It was with great fanfare that Trump signed a deal with Ukraine in March that ostensibly handed half the war-torn nation's future oil, gas, and mineral wealth—including rare earths—to the U.S. The only problem is that Ukraine may have abundant reserves of lithium and titanium, but it doesn't actually have rare earths in any sizable deposits worthy of exploitation.
What about Greenland? Trump has repeatedly touted buying or even invading the semi-autonomous Danish province, citing its mineral wealth. In March, Vice President J.D. Vance led a U.S. delegation including National Security Adviser Michael Waltz and Energy Secretary Chris Wright to Greenland. But while Greenland does boast 18% of the world's total rare earth reserves, accessing them is extremely problematic, owing to freezing temperatures and a thick layer of silica. Chinese, American, and European prospectors have spent decades trying to figure out how to extract these resources without any success. Today, Greenland has no functioning rare earth mines.
Other options are more feasible. Brazil has the world's third largest reserves of rare earths and is aggressively exploring this space, while Saudi Arabia also boasts significant deposits and signed a cooperation agreement with the U.S. on critical minerals during Trump's visit in May. MP Materials and Saudi Arabia's national mining company, Maaden, also signed a MoU to collaborate on establishing a rare earth supply chain in the Gulf state.

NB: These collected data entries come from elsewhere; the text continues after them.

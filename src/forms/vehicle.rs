//! Vehicle submission flow: schema with the picture-count cross-field
//! constraint, multipart submission, and reset-on-success

use super::attachments::{AttachmentError, StagedFile};
use super::controller::{FormController, SubmissionOutcome};
use super::form_state::FieldValue;
use crate::api::SubmissionApi;
use crate::feedback::{FeedbackDispatcher, NotificationSink};
use crate::schema::{Constraint, Encoding, FieldSpec, FormDefinition, Rule};
use lazy_static::lazy_static;
use regex::Regex;
use std::sync::Arc;

pub const VEHICLES_ENDPOINT: &str = "/v1/vehicles";

lazy_static! {
    static ref PHONE_RE: Regex = Regex::new(r"^\d{11}$").expect("phone pattern is valid");
}

/// The vehicle form definition: multipart body, bearer auth.
///
/// `maxPictures` is itself a validated field (default 2, range 1-10) and is
/// local-only: it bounds `pictures` but is never sent to the server.
pub fn vehicle_form() -> FormDefinition {
    FormDefinition::new(
        "vehicle",
        VEHICLES_ENDPOINT,
        Encoding::Multipart,
        true,
        vec![
            FieldSpec::text(
                "carModel",
                "Car Model",
                vec![
                    Constraint::new(Rule::Required, "Car Model is required"),
                    Constraint::new(Rule::MinChars(3), "Minimum 3 characters required"),
                ],
            ),
            FieldSpec::number(
                "price",
                "Price",
                vec![
                    Constraint::new(Rule::Required, "Price is required"),
                    Constraint::new(Rule::Positive, "Must be a positive number"),
                ],
            )
            .with_default(FieldValue::Number(Some(150.0))),
            FieldSpec::text(
                "phone",
                "Phone Number",
                vec![
                    Constraint::new(Rule::Required, "Phone number is required"),
                    Constraint::new(Rule::Pattern(PHONE_RE.clone()), "Must be exactly 11 digits"),
                ],
            ),
            FieldSpec::text(
                "city",
                "City",
                vec![
                    Constraint::new(Rule::Required, "City is required"),
                    Constraint::new(Rule::MinChars(3), "Minimum 3 characters required"),
                ],
            ),
            FieldSpec::number(
                "maxPictures",
                "Max Number of Pictures",
                vec![
                    Constraint::new(Rule::Required, "Max number of pictures is required"),
                    Constraint::new(Rule::Min(1.0), "At least 1 picture"),
                    Constraint::new(Rule::Max(10.0), "No more than 10 pictures"),
                ],
            )
            .with_default(FieldValue::Number(Some(2.0)))
            .local_only(),
            FieldSpec::file_list(
                "pictures",
                "Pictures",
                vec![Constraint::new(
                    Rule::MaxLenOfField("maxPictures"),
                    "Too many pictures uploaded",
                )],
            ),
        ],
    )
}

/// The vehicle submission screen. Successful submits reset the form and
/// clear the staged thumbnails; failures leave the state intact for retry.
pub struct VehicleFlow<A: SubmissionApi> {
    controller: FormController,
    api: A,
    feedback: FeedbackDispatcher,
}

impl<A: SubmissionApi> VehicleFlow<A> {
    pub fn new(api: A, sink: Arc<dyn NotificationSink>) -> Self {
        let feedback = FeedbackDispatcher::new(
            sink,
            "Vehicle created successfully",
            "An unexpected error occurred.",
        );
        Self {
            controller: FormController::new(vehicle_form()),
            api,
            feedback,
        }
    }

    pub fn controller(&self) -> &FormController {
        &self.controller
    }

    pub fn controller_mut(&mut self) -> &mut FormController {
        &mut self.controller
    }

    pub fn set_car_model(&mut self, value: &str) {
        self.controller
            .set_field("carModel", FieldValue::Text(value.to_string()));
    }

    pub fn set_price(&mut self, value: f64) {
        self.controller
            .set_field("price", FieldValue::Number(Some(value)));
    }

    pub fn set_phone(&mut self, value: &str) {
        self.controller
            .set_field("phone", FieldValue::Text(value.to_string()));
    }

    pub fn set_city(&mut self, value: &str) {
        self.controller
            .set_field("city", FieldValue::Text(value.to_string()));
    }

    pub fn set_max_pictures(&mut self, value: u32) {
        self.controller
            .set_field("maxPictures", FieldValue::Number(Some(f64::from(value))));
    }

    /// Stage pictures, bounded by the current `maxPictures` value
    pub fn add_pictures(&mut self, files: Vec<StagedFile>) -> Result<(), AttachmentError> {
        self.controller.add_files("pictures", files)
    }

    /// Remove a staged picture; no-op when out of range
    pub fn remove_picture(&mut self, index: usize) {
        self.controller.remove_file("pictures", index);
    }

    pub fn pictures(&self) -> &[StagedFile] {
        self.controller.state().files("pictures")
    }

    /// Validate and submit the listing
    pub async fn submit(&mut self) -> SubmissionOutcome {
        let outcome = self.controller.submit(&self.api).await;
        if let SubmissionOutcome::Completed(result) = &outcome {
            self.feedback.notify(result);
            if result.is_success() {
                self.controller.reset();
            }
        }
        outcome
    }

    pub fn dispose(&mut self) {
        self.controller.dispose();
    }
}
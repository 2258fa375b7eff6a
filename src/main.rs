//! Autolot client demo binary
//!
//! Drives the login and vehicle submission flows from the command line
//! against a running marketplace backend.

use anyhow::{anyhow, Result};
use autolot_client::{
    BufferedSink, ClientConfig, FileTokenStore, HttpSubmissionClient, InMemoryTokenStore,
    LoginFlow, Navigator, Severity, StagedFile, SubmissionOutcome, TokenStore, VehicleFlow,
};
use std::path::Path;
use std::sync::Arc;
use tracing_subscriber::{layer::SubscriberExt, util::SubscriberInitExt};

/// Prints scheduled navigations instead of switching screens
struct PrintNavigator;

impl Navigator for PrintNavigator {
    fn navigate(&self, route: &str) {
        println!("-> navigating to {route}");
    }
}

#[tokio::main]
async fn main() -> Result<()> {
    // Initialize logging
    tracing_subscriber::registry()
        .with(
            tracing_subscriber::EnvFilter::try_from_default_env()
                .unwrap_or_else(|_| "autolot_client=info".into()),
        )
        .with(tracing_subscriber::fmt::layer().with_writer(std::io::stderr))
        .init();

    let config = ClientConfig::load()?;
    let credentials: Arc<dyn TokenStore> = match FileTokenStore::default_location() {
        Some(store) => Arc::new(store),
        None => Arc::new(InMemoryTokenStore::default()),
    };
    let api = HttpSubmissionClient::new(&config, credentials.clone())?;
    let sink = Arc::new(BufferedSink::default());

    let args: Vec<String> = std::env::args().skip(1).collect();
    match args.first().map(String::as_str) {
        Some("login") => {
            let [_, email, password] = args.as_slice() else {
                return Err(anyhow!("usage: autolot login <email> <password>"));
            };
            let mut flow = LoginFlow::new(
                api,
                credentials,
                sink.clone(),
                Arc::new(PrintNavigator),
            );
            flow.set_email(email);
            flow.set_password(password);
            report(flow.submit().await, &sink);
            if let Some(navigation) = flow.take_navigation() {
                // Let the scheduled navigation fire before exiting.
                let _ = navigation.await;
            }
        }
        Some("vehicle") => {
            let [_, model, price, city, phone, files @ ..] = args.as_slice() else {
                return Err(anyhow!(
                    "usage: autolot vehicle <model> <price> <city> <phone> [picture...]"
                ));
            };
            let mut flow = VehicleFlow::new(api, sink.clone());
            flow.set_car_model(model);
            flow.set_price(price.parse()?);
            flow.set_city(city);
            flow.set_phone(phone);
            if !files.is_empty() {
                flow.set_max_pictures(files.len() as u32);
                flow.add_pictures(stage(files)?)?;
            }
            report(flow.submit().await, &sink);
        }
        _ => {
            eprintln!("usage: autolot <login|vehicle> ...");
            std::process::exit(2);
        }
    }

    Ok(())
}

/// Read picture files from disk into staged attachments
fn stage(paths: &[String]) -> Result<Vec<StagedFile>> {
    paths
        .iter()
        .map(|path| {
            let bytes = std::fs::read(path)?;
            let name = Path::new(path)
                .file_name()
                .and_then(|n| n.to_str())
                .unwrap_or("picture");
            Ok(StagedFile::new(name, content_type(name), bytes))
        })
        .collect()
}

fn content_type(file_name: &str) -> &'static str {
    match Path::new(file_name)
        .extension()
        .and_then(|e| e.to_str())
        .map(str::to_ascii_lowercase)
        .as_deref()
    {
        Some("png") => "image/png",
        Some("jpg") | Some("jpeg") => "image/jpeg",
        Some("gif") => "image/gif",
        Some("webp") => "image/webp",
        _ => "application/octet-stream",
    }
}

/// Print the outcome and drain pending toasts
fn report(outcome: SubmissionOutcome, sink: &BufferedSink) {
    if let SubmissionOutcome::Invalid(errors) = &outcome {
        for (field, message) in errors.iter() {
            eprintln!("{field}: {message}");
        }
    }
    while let Some(toast) = sink.pop() {
        match toast.severity {
            Severity::Success => println!("{}", toast.message),
            Severity::Error => eprintln!("{}", toast.message),
        }
    }
}
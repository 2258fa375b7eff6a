//! Submission transport: request/result types, the mockable API trait,
//! and the reqwest-backed client

mod client;
mod traits;
mod types;

pub use client::*;
pub use traits::*;
pub use types::*;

Meanwhile, Japan's state-owned energy firm JOGMEC and gas firm Iwatani have unveiled plans to invest up to $120 million in a French rare earths refining project.
And with Africa boasting four of the top 10 nations for rare earth exploration last year—namely South Africa, Namibia, Uganda, and Malawi—the continent stands to play a huge role in future supply chains.
But there are also options closer to home. Other than Mountain Pass, Lynas has secured $258 million from the U.S. Department of Defense to build a heavy rare earth refinement facility in Seadrift, Texas. 'The U.S. facility has been designed with the capability to process feedstock from other sources as and when they become available and are qualified,' says Lacaze.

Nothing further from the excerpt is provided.